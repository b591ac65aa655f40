//! Type definitions for resource identifiers, patterns and server metadata

use crate::error::{DiscoveryError, Result};
use serde::{Deserialize, Serialize};
use std::{collections::BTreeMap, fmt, str::FromStr};

/// Name of a manageable resource, e.g. `java.lang:type=Memory`
///
/// Identifiers consist of a domain and a non-empty set of key properties.
/// Two identifiers are equal when their domains and property sets are equal;
/// the order in which properties were written does not matter.
#[derive(Debug, Clone, PartialEq, Eq, Hash, PartialOrd, Ord, Serialize, Deserialize)]
#[serde(try_from = "String", into = "String")]
pub struct ResourceId {
    domain: String,
    properties: BTreeMap<String, String>,
}

impl ResourceId {
    /// Parse an identifier of the form `domain:key=value[,key=value...]`
    pub fn new<S: AsRef<str>>(name: S) -> Result<Self> {
        let name = name.as_ref();
        let (domain, props) = name
            .split_once(':')
            .ok_or_else(|| DiscoveryError::invalid_identifier(format!("missing ':' in '{name}'")))?;

        if domain.is_empty() {
            return Err(DiscoveryError::invalid_identifier(format!("empty domain in '{name}'")));
        }
        if domain.contains(['*', '?']) {
            return Err(DiscoveryError::invalid_identifier(format!(
                "wildcards are only allowed in patterns: '{name}'"
            )));
        }

        let properties = parse_properties(name, props, false)?.0;
        if properties.is_empty() {
            return Err(DiscoveryError::invalid_identifier(format!(
                "no key properties in '{name}'"
            )));
        }

        Ok(Self {
            domain: domain.to_string(),
            properties,
        })
    }

    /// Build an identifier from a domain and key properties
    pub fn from_parts<D, I, K, V>(domain: D, properties: I) -> Result<Self>
    where
        D: Into<String>,
        I: IntoIterator<Item = (K, V)>,
        K: Into<String>,
        V: Into<String>,
    {
        let domain = domain.into();
        let mut rendered = String::new();
        for (key, value) in properties {
            if !rendered.is_empty() {
                rendered.push(',');
            }
            rendered.push_str(&key.into());
            rendered.push('=');
            rendered.push_str(&value.into());
        }
        Self::new(format!("{domain}:{rendered}"))
    }

    /// Get the domain part
    pub fn domain(&self) -> &str {
        &self.domain
    }

    /// Get a single key property
    pub fn property(&self, key: &str) -> Option<&str> {
        self.properties.get(key).map(String::as_str)
    }

    /// Get all key properties, sorted by key
    pub fn properties(&self) -> &BTreeMap<String, String> {
        &self.properties
    }
}

impl FromStr for ResourceId {
    type Err = DiscoveryError;

    fn from_str(s: &str) -> Result<Self> {
        ResourceId::new(s)
    }
}

impl TryFrom<String> for ResourceId {
    type Error = DiscoveryError;

    fn try_from(value: String) -> Result<Self> {
        ResourceId::new(value)
    }
}

impl From<ResourceId> for String {
    fn from(id: ResourceId) -> Self {
        id.to_string()
    }
}

impl fmt::Display for ResourceId {
    fn fmt(&self, f: &mut fmt::Formatter<'_>) -> fmt::Result {
        write!(f, "{}:", self.domain)?;
        write_properties(f, &self.properties)
    }
}

/// Pattern selecting resource identifiers
///
/// The domain and the listed property values may contain `*` (any run of
/// characters) and `?` (any single character). A property list ending in `*`
/// matches identifiers carrying at least the listed properties; `*:*` matches
/// everything.
#[derive(Debug, Clone, PartialEq, Eq, Hash)]
pub struct ResourcePattern {
    domain: String,
    properties: BTreeMap<String, String>,
    property_list_pattern: bool,
}

impl ResourcePattern {
    /// Parse a pattern such as `test:*` or `jol*:type=one,*`
    pub fn new<S: AsRef<str>>(pattern: S) -> Result<Self> {
        let pattern = pattern.as_ref();
        let (domain, props) = pattern.split_once(':').ok_or_else(|| {
            DiscoveryError::invalid_identifier(format!("missing ':' in pattern '{pattern}'"))
        })?;

        if domain.is_empty() {
            return Err(DiscoveryError::invalid_identifier(format!(
                "empty domain in pattern '{pattern}'"
            )));
        }

        let (properties, property_list_pattern) = parse_properties(pattern, props, true)?;
        if properties.is_empty() && !property_list_pattern {
            return Err(DiscoveryError::invalid_identifier(format!(
                "no key properties in pattern '{pattern}'"
            )));
        }

        Ok(Self {
            domain: domain.to_string(),
            properties,
            property_list_pattern,
        })
    }

    /// Pattern matching every identifier
    pub fn all() -> Self {
        Self {
            domain: "*".to_string(),
            properties: BTreeMap::new(),
            property_list_pattern: true,
        }
    }

    /// Whether the pattern can match more than one identifier
    pub fn is_pattern(&self) -> bool {
        self.property_list_pattern
            || self.domain.contains(['*', '?'])
            || self.properties.values().any(|v| v.contains(['*', '?']))
    }

    /// Check whether an identifier is selected by this pattern
    pub fn matches(&self, id: &ResourceId) -> bool {
        if !wildcard_match(&self.domain, id.domain()) {
            return false;
        }

        let listed_match = self
            .properties
            .iter()
            .all(|(key, value)| id.property(key).is_some_and(|v| wildcard_match(value, v)));

        if self.property_list_pattern {
            listed_match
        } else {
            listed_match && id.properties().len() == self.properties.len()
        }
    }
}

impl FromStr for ResourcePattern {
    type Err = DiscoveryError;

    fn from_str(s: &str) -> Result<Self> {
        ResourcePattern::new(s)
    }
}

impl From<&ResourceId> for ResourcePattern {
    fn from(id: &ResourceId) -> Self {
        Self {
            domain: id.domain.clone(),
            properties: id.properties.clone(),
            property_list_pattern: false,
        }
    }
}

impl fmt::Display for ResourcePattern {
    fn fmt(&self, f: &mut fmt::Formatter<'_>) -> fmt::Result {
        write!(f, "{}:", self.domain)?;
        write_properties(f, &self.properties)?;
        if self.property_list_pattern {
            if self.properties.is_empty() {
                write!(f, "*")?;
            } else {
                write!(f, ",*")?;
            }
        }
        Ok(())
    }
}

/// Metadata about the server environment the agent runs in
#[derive(Debug, Clone, Default, PartialEq, Eq, Serialize, Deserialize)]
pub struct ServerInfo {
    /// Vendor of the detected container
    pub vendor: Option<String>,
    /// Product name of the detected container
    pub product: Option<String>,
    /// Version of the detected container
    pub version: Option<String>,
}

impl ServerInfo {
    /// Create empty server metadata
    pub fn new() -> Self {
        Self::default()
    }

    /// Set the vendor
    pub fn with_vendor<S: Into<String>>(mut self, vendor: S) -> Self {
        self.vendor = Some(vendor.into());
        self
    }

    /// Set the product
    pub fn with_product<S: Into<String>>(mut self, product: S) -> Self {
        self.product = Some(product.into());
        self
    }

    /// Set the version
    pub fn with_version<S: Into<String>>(mut self, version: S) -> Self {
        self.version = Some(version.into());
        self
    }

    /// Whether no field is known
    pub fn is_empty(&self) -> bool {
        self.vendor.is_none() && self.product.is_none() && self.version.is_none()
    }
}

fn parse_properties(
    full: &str,
    props: &str,
    allow_pattern: bool,
) -> Result<(BTreeMap<String, String>, bool)> {
    let mut properties = BTreeMap::new();
    let mut list_pattern = false;

    for part in props.split(',') {
        if list_pattern {
            return Err(DiscoveryError::invalid_identifier(format!(
                "'*' must be the last key property in '{full}'"
            )));
        }
        if part == "*" && allow_pattern {
            list_pattern = true;
            continue;
        }

        let (key, value) = part.split_once('=').ok_or_else(|| {
            DiscoveryError::invalid_identifier(format!("key property without '=' in '{full}'"))
        })?;
        if key.is_empty() {
            return Err(DiscoveryError::invalid_identifier(format!("empty key in '{full}'")));
        }
        if !allow_pattern && value.contains(['*', '?']) {
            return Err(DiscoveryError::invalid_identifier(format!(
                "wildcards are only allowed in patterns: '{full}'"
            )));
        }
        if properties.insert(key.to_string(), value.to_string()).is_some() {
            return Err(DiscoveryError::invalid_identifier(format!(
                "duplicate key '{key}' in '{full}'"
            )));
        }
    }

    Ok((properties, list_pattern))
}

fn write_properties(f: &mut fmt::Formatter<'_>, properties: &BTreeMap<String, String>) -> fmt::Result {
    for (i, (key, value)) in properties.iter().enumerate() {
        if i > 0 {
            write!(f, ",")?;
        }
        write!(f, "{key}={value}")?;
    }
    Ok(())
}

/// Glob match supporting `*` and `?`
fn wildcard_match(pattern: &str, text: &str) -> bool {
    let p: Vec<char> = pattern.chars().collect();
    let t: Vec<char> = text.chars().collect();
    let (mut pi, mut ti) = (0, 0);
    let mut backtrack: Option<(usize, usize)> = None;

    while ti < t.len() {
        if pi < p.len() && (p[pi] == '?' || p[pi] == t[ti]) {
            pi += 1;
            ti += 1;
        } else if pi < p.len() && p[pi] == '*' {
            backtrack = Some((pi, ti));
            pi += 1;
        } else if let Some((star, mark)) = backtrack {
            pi = star + 1;
            ti = mark + 1;
            backtrack = Some((star, mark + 1));
        } else {
            return false;
        }
    }

    p[pi..].iter().all(|&c| c == '*')
}

#[cfg(test)]
mod tests {
    use super::*;

    #[test]
    fn test_resource_id() -> Result<()> {
        let id = ResourceId::new("test:type=one,name=cache")?;
        assert_eq!(id.domain(), "test");
        assert_eq!(id.property("type"), Some("one"));
        assert_eq!(id.to_string(), "test:name=cache,type=one");
        Ok(())
    }

    #[test]
    fn test_resource_id_structural_equality() -> Result<()> {
        let a = ResourceId::new("test:type=update,id=1")?;
        let b = ResourceId::new("test:id=1,type=update")?;
        assert_eq!(a, b);
        assert_eq!(a, ResourceId::from_parts("test", [("id", "1"), ("type", "update")])?);
        Ok(())
    }

    #[test]
    fn test_invalid_resource_id() {
        assert!(ResourceId::new("").is_err());
        assert!(ResourceId::new("test").is_err());
        assert!(ResourceId::new(":type=one").is_err());
        assert!(ResourceId::new("test:").is_err());
        assert!(ResourceId::new("test:type").is_err());
        assert!(ResourceId::new("test:=one").is_err());
        assert!(ResourceId::new("test:type=one,type=two").is_err());
        assert!(ResourceId::new("te*t:type=one").is_err());
        assert!(ResourceId::new("test:type=on?").is_err());
        assert!(ResourceId::new("test:type=one,*").is_err());
    }

    #[test]
    fn test_resource_id_serde() -> Result<()> {
        let id = ResourceId::new("test:type=one")?;
        let json = serde_json::to_string(&id).map_err(|e| DiscoveryError::malformed(e.to_string()))?;
        assert_eq!(json, "\"test:type=one\"");
        let back: ResourceId =
            serde_json::from_str(&json).map_err(|e| DiscoveryError::malformed(e.to_string()))?;
        assert_eq!(back, id);
        Ok(())
    }

    #[test]
    fn test_pattern_matching() -> Result<()> {
        let one = ResourceId::new("test:type=one")?;
        let update = ResourceId::new("test:type=update,id=2")?;
        let memory = ResourceId::new("java.lang:type=Memory")?;

        let all = ResourcePattern::new("*:*")?;
        assert!(all.matches(&one) && all.matches(&update) && all.matches(&memory));
        assert_eq!(all, ResourcePattern::all());

        let test_domain = ResourcePattern::new("test:*")?;
        assert!(test_domain.matches(&one));
        assert!(!test_domain.matches(&memory));

        let updates = ResourcePattern::new("test:type=update,*")?;
        assert!(updates.matches(&update));
        assert!(!updates.matches(&one));

        let exact = ResourcePattern::new("test:type=one")?;
        assert!(!exact.is_pattern());
        assert!(exact.matches(&one));
        assert!(!exact.matches(&update));

        let glob = ResourcePattern::new("java.*:type=Mem?ry")?;
        assert!(glob.is_pattern());
        assert!(glob.matches(&memory));
        assert!(!glob.matches(&one));

        let values = ResourcePattern::new("test:type=up*,*")?;
        assert!(values.matches(&update));
        assert!(!values.matches(&one));
        assert!(!ResourcePattern::new("test:type=o?")?.matches(&one));
        Ok(())
    }

    #[test]
    fn test_pattern_display() -> Result<()> {
        assert_eq!(ResourcePattern::new("test:*")?.to_string(), "test:*");
        assert_eq!(ResourcePattern::new("test:type=a,*")?.to_string(), "test:type=a,*");
        assert!(ResourcePattern::new("test:*,type=a").is_err());
        Ok(())
    }

    #[test]
    fn test_wildcard_match() {
        assert!(wildcard_match("*", ""));
        assert!(wildcard_match("a*b*c", "aXXbYYc"));
        assert!(wildcard_match("a*c", "abcbc"));
        assert!(!wildcard_match("a*d", "abc"));
        assert!(wildcard_match("a?c", "abc"));
    }

    #[test]
    fn test_server_info() {
        assert!(ServerInfo::new().is_empty());
        let info = ServerInfo::new().with_vendor("Apache").with_product("tomcat");
        assert_eq!(info.vendor.as_deref(), Some("Apache"));
        assert!(info.version.is_none());
        assert!(!info.is_empty());
    }
}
########################################
→ WORK TO BE COMPLETED: From the records above, pull every line that carries the word "detected".

→ ANSWER SPACE:
    /// Vendor of the detected container
    /// Product name of the detected container
    /// Version of the detected container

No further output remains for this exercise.